If you want to kick off the year with a baking challenge or perhaps surprise your spouse or significant other on Valentine’s Day, making your own croissants is a great way to go.
Most people shy away from making these buttery and flaky pastries at home, and with good reason — because this is not an uncomplicated bake. If you plan ahead, read the instructions carefully, and follow them to a T, however, it is totally doable. You will actually be surprised at what you are able to achieve.
Croissants are a pastry of Austrian origin but are most commonly associated with France. Making them involves preparing a yeasted dough, and then proofing it twice (once at room temperature and then overnight in the fridge) to give it a nice depth of flavour.
This is the easy part and should be done on the first day. The next step (done the next day) is laminating the dough, which essentially means encasing a large slab of butter (called a butter packet) inside the dough and then rolling and folding it (these folds are also called ‘turns’) to get all those wonderful flaky layers.
It takes a bit of work and planning to make homemade croissants from scratch, but the results can be well worth the effort
Three factors are important in achieving croissant greatness:
Good quality butter — use the best quality that you can afford and your croissants will be delicious.
Temperature — croissant dough should be kept cold every step of the way, so that the butter encased in the dough doesn’t melt away. Either make your croissants on a cold day or work in an air-conditioned room.
Technique — good lamination technique (explained below) makes the difference between good and great croissants. This comes with practice so, if your first attempt isn’t perfect, try again!
50g caster sugar
250g water (heated to 35-40°C)
12g instant yeast
100g soft butter
250g butter (for the butter packet)
Put the flour, caster sugar, salt, water and yeast into the bowl or an electric mixer fitted with a dough hook, and mix on medium speed for 3-4 minutes until it comes together like a shaggy mess. Add the 100g of soft butter and mix on full speed for 5 minutes or until the dough becomes smooth and elastic.
The dough should also pass the ‘windowpane test’ — this means that if you take a small piece of dough and stretch it out, you should be able to see the light through it without the dough tearing (if it tears, continue kneading until it doesn’t).
Fold the dough under itself to create a smooth ball and leave in a bowl in a warm place until it triples in size. Depending on the weather, this will take between 2 to 2 ½ hours. Punch the dough down and fold it into a rectangle, wrap it loosely in cling film, and store in the fridge overnight.
You can also prepare your butter packet for the next day. To do this, use a thick marker to draw a 20x18 cm rectangle on a piece of baking paper, turn the paper over and put the 250g of butter on it. Put another piece of paper over it and use a rolling pin to roll and shape the butter to the size of the drawn square. Store this in the fridge overnight.

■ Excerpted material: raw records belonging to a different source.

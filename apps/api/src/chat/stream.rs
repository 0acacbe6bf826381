//! Message log for one conversation: append, ordered snapshots, live
//! subscriptions and read-state tracking.

use std::sync::Arc;

use serde::Serialize;
use tokio::sync::{broadcast, mpsc, watch};
use tracing::{debug, info, warn};
use uuid::Uuid;

use crate::chat::hub::ConversationHub;
use crate::errors::AppError;
use crate::models::chat::{Conversation, Message, NewMessage};
use crate::store::{with_read_retry, ChatStore, RetryPolicy};

/// One delivery to a subscriber: the whole log, oldest first.
#[derive(Debug, Clone, Serialize)]
pub struct MessageSnapshot {
    pub conversation_id: String,
    pub messages: Vec<Message>,
}

#[derive(Clone)]
pub struct MessageStream {
    store: Arc<dyn ChatStore>,
    hub: Arc<ConversationHub>,
    retry: RetryPolicy,
    buffer: usize,
}

impl MessageStream {
    pub fn new(
        store: Arc<dyn ChatStore>,
        hub: Arc<ConversationHub>,
        retry: RetryPolicy,
        buffer: usize,
    ) -> Self {
        Self {
            store,
            hub,
            retry,
            buffer: buffer.max(1),
        }
    }

    /// Appends a message from `sender_id`. The store stamps the time.
    ///
    /// The preview update that follows is a separate write. If it fails the
    /// message still stands and a background reconcile repairs the preview.
    pub async fn append(
        &self,
        conversation_id: &str,
        sender_id: &str,
        text: &str,
    ) -> Result<Message, AppError> {
        if text.trim().is_empty() {
            return Err(AppError::Validation("text cannot be empty".to_string()));
        }
        let conversation = self
            .store
            .fetch_conversation(conversation_id)
            .await?
            .ok_or_else(|| AppError::NotFound(format!("Conversation {conversation_id} not found")))?;
        if !conversation.involves(sender_id) {
            return Err(AppError::Forbidden);
        }

        let message = self
            .store
            .insert_message(NewMessage {
                id: Uuid::new_v4(),
                conversation_id,
                sender_id,
                text,
            })
            .await?;
        self.hub.publish(conversation_id);
        debug!("Appended message {} to {conversation_id}", message.id);

        if let Err(e) = self
            .store
            .touch_conversation(conversation_id, &message.text, message.sent_at)
            .await
        {
            warn!("Preview update for {conversation_id} failed, scheduling reconcile: {e}");
            self.spawn_reconcile(conversation_id.to_string());
        }

        Ok(message)
    }

    fn spawn_reconcile(&self, conversation_id: String) {
        let store = Arc::clone(&self.store);
        let retry = RetryPolicy {
            // Reconcile is idempotent, so it can afford a few more tries.
            attempts: self.retry.attempts.max(5),
            base_delay: self.retry.base_delay,
        };
        tokio::spawn(async move {
            let store = store.as_ref();
            let id = conversation_id.as_str();
            match with_read_retry(&retry, move || store.reconcile_preview(id)).await {
                Ok(()) => info!("Reconciled preview for {id}"),
                Err(e) => warn!("Preview for {id} is still stale: {e}"),
            }
        });
    }

    /// Current ordered log for a participant. Unread messages from the other
    /// party are marked read as a side effect.
    pub async fn snapshot(
        &self,
        conversation_id: &str,
        viewer_id: &str,
    ) -> Result<MessageSnapshot, AppError> {
        self.authorize(conversation_id, viewer_id).await?;
        let store = self.store.as_ref();
        let messages = with_read_retry(&self.retry, move || store.messages(conversation_id)).await?;
        let unseen = unseen_ids(&messages, viewer_id);
        mark_seen(store, &self.hub, conversation_id, viewer_id, &unseen).await;
        Ok(MessageSnapshot {
            conversation_id: conversation_id.to_string(),
            messages,
        })
    }

    /// Opens a live subscription. The first snapshot is the full log; a new
    /// one follows every change. Each call starts from the beginning again.
    pub async fn subscribe(
        &self,
        conversation_id: &str,
        viewer_id: &str,
    ) -> Result<Subscription, AppError> {
        self.authorize(conversation_id, viewer_id).await?;

        // Watch before the first load so no change can slip in between.
        let changes = self.hub.watch(conversation_id);
        let (tx, rx) = mpsc::channel(self.buffer);
        let (shutdown_tx, shutdown_rx) = watch::channel(false);

        let feed = SubscriptionFeed {
            store: Arc::clone(&self.store),
            hub: Arc::clone(&self.hub),
            retry: self.retry,
            conversation_id: conversation_id.to_string(),
            viewer_id: viewer_id.to_string(),
        };
        tokio::spawn(feed.run(changes, tx, shutdown_rx));

        debug!("Subscribed {viewer_id} to {conversation_id}");
        Ok(Subscription {
            snapshots: rx,
            shutdown: shutdown_tx,
        })
    }

    async fn authorize(&self, conversation_id: &str, viewer_id: &str) -> Result<Conversation, AppError> {
        let store = self.store.as_ref();
        let conversation = with_read_retry(&self.retry, move || store.fetch_conversation(conversation_id))
            .await?
            .ok_or_else(|| AppError::NotFound(format!("Conversation {conversation_id} not found")))?;
        if !conversation.involves(viewer_id) {
            return Err(AppError::Forbidden);
        }
        Ok(conversation)
    }
}

/// Handle to a live feed. Dropping it, or calling `cancel`, stops the feed;
/// appends already issued are unaffected.
pub struct Subscription {
    snapshots: mpsc::Receiver<MessageSnapshot>,
    shutdown: watch::Sender<bool>,
}

impl Subscription {
    /// Next snapshot, or `None` once the feed has stopped.
    pub async fn next(&mut self) -> Option<MessageSnapshot> {
        self.snapshots.recv().await
    }

    /// Idempotent.
    pub fn cancel(&self) {
        self.shutdown.send_replace(true);
    }
}

impl Drop for Subscription {
    fn drop(&mut self) {
        self.cancel();
    }
}

struct SubscriptionFeed {
    store: Arc<dyn ChatStore>,
    hub: Arc<ConversationHub>,
    retry: RetryPolicy,
    conversation_id: String,
    viewer_id: String,
}

impl SubscriptionFeed {
    async fn run(
        self,
        mut changes: broadcast::Receiver<()>,
        tx: mpsc::Sender<MessageSnapshot>,
        mut shutdown: watch::Receiver<bool>,
    ) {
        let store = self.store.as_ref();
        let id = self.conversation_id.as_str();

        while !*shutdown.borrow() {
            match with_read_retry(&self.retry, move || store.messages(id)).await {
                Ok(messages) => {
                    let unseen = unseen_ids(&messages, &self.viewer_id);
                    let snapshot = MessageSnapshot {
                        conversation_id: self.conversation_id.clone(),
                        messages,
                    };
                    tokio::select! {
                        sent = tx.send(snapshot) => {
                            if sent.is_err() {
                                break;
                            }
                        }
                        _ = shutdown.changed() => break,
                    }
                    mark_seen(store, &self.hub, id, &self.viewer_id, &unseen).await;
                }
                // A failed load never ends the subscription; the next change retries.
                Err(e) => warn!("Snapshot load for {id} failed, waiting for next change: {e}"),
            }

            tokio::select! {
                _ = shutdown.changed() => break,
                change = changes.recv() => match change {
                    Ok(()) | Err(broadcast::error::RecvError::Lagged(_)) => {}
                    Err(broadcast::error::RecvError::Closed) => break,
                },
            }
        }

        debug!("Subscription for {} on {id} ended", self.viewer_id);
    }
}

/// Messages the viewer is seeing for the first time: unread and not their own.
fn unseen_ids(messages: &[Message], viewer_id: &str) -> Vec<Uuid> {
    messages
        .iter()
        .filter(|m| !m.read && m.sender_id != viewer_id)
        .map(|m| m.id)
        .collect()
}

/// Flips read flags. Failures are logged and swallowed; delivery never
/// depends on this.
async fn mark_seen(
    store: &dyn ChatStore,
    hub: &ConversationHub,
    conversation_id: &str,
    viewer_id: &str,
    unseen: &[Uuid],
) {
    if unseen.is_empty() {
        return;
    }
    match store.mark_read(conversation_id, unseen, viewer_id).await {
        Ok(0) => {}
        Ok(flipped) => {
            debug!("{viewer_id} read {flipped} message(s) in {conversation_id}");
            hub.publish(conversation_id);
        }
        Err(e) => debug!("Ignoring mark-read failure in {conversation_id}: {e}"),
    }
}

The next day, remove the butter packet from the fridge at least 20 minutes before you want to use it, so that the consistency of the dough, and the butter is about the same. Roll the dough out to a rectangle which is approximately double the size of the butter packet. Put the butter in the centre of the dough, trim the two side pieces and place them on top of the butter so that all the sides of dough are flush with the butter like a perfect sandwich.
Roll the dough to a length of 60 cm lengthwise. Working in the landscape position, you will make the first fold (or turn). Fold 1/3 of the dough from one side to the centre, and then 2/3 of the dough from the other side so that both sides meet. Flatten with a rolling pin and then fold the dough from left to right like a book. This is the first turn.
At this point, if you find that the butter is starting to melt a bit, you can refrigerate the dough for 40 minutes. Otherwise, you can perform the second turn. Roll the dough in 60cm widthwise, and then working in landscape, turn half the dough from one side to the centre, and then the other half from the other side on top of it.
Refrigerate the dough for at least one hour. Take it out of the fridge 5 minutes before rolling and roll it to a thickness of 4mm into a 50x35cm rectangle. Trim off all sides to get a straight edge, and then cut out triangles for croissants (10cm width on top x 30cm length). Roll each croissant from the wide to the narrow end to get the classic croissant shape, and place on oven trays, spacing them at least 4 inches apart.
Brush with some milk and leave to proof in a warmish place (between 25-27°C) for at least 2 hours. When they are ready, the croissants will be bigger, the layers will be visibly separate, and they will wobble nicely.
Heat your oven to 180, brush the croissants with egg wash and bake for 20 minutes until they are golden brown, and your kitchen smells heavenly. Cool slightly on a wire rack and devour them while they are still warm.
The writer is a professional pastry chef and holds a diploma in pastry from Le Cordon Bleu.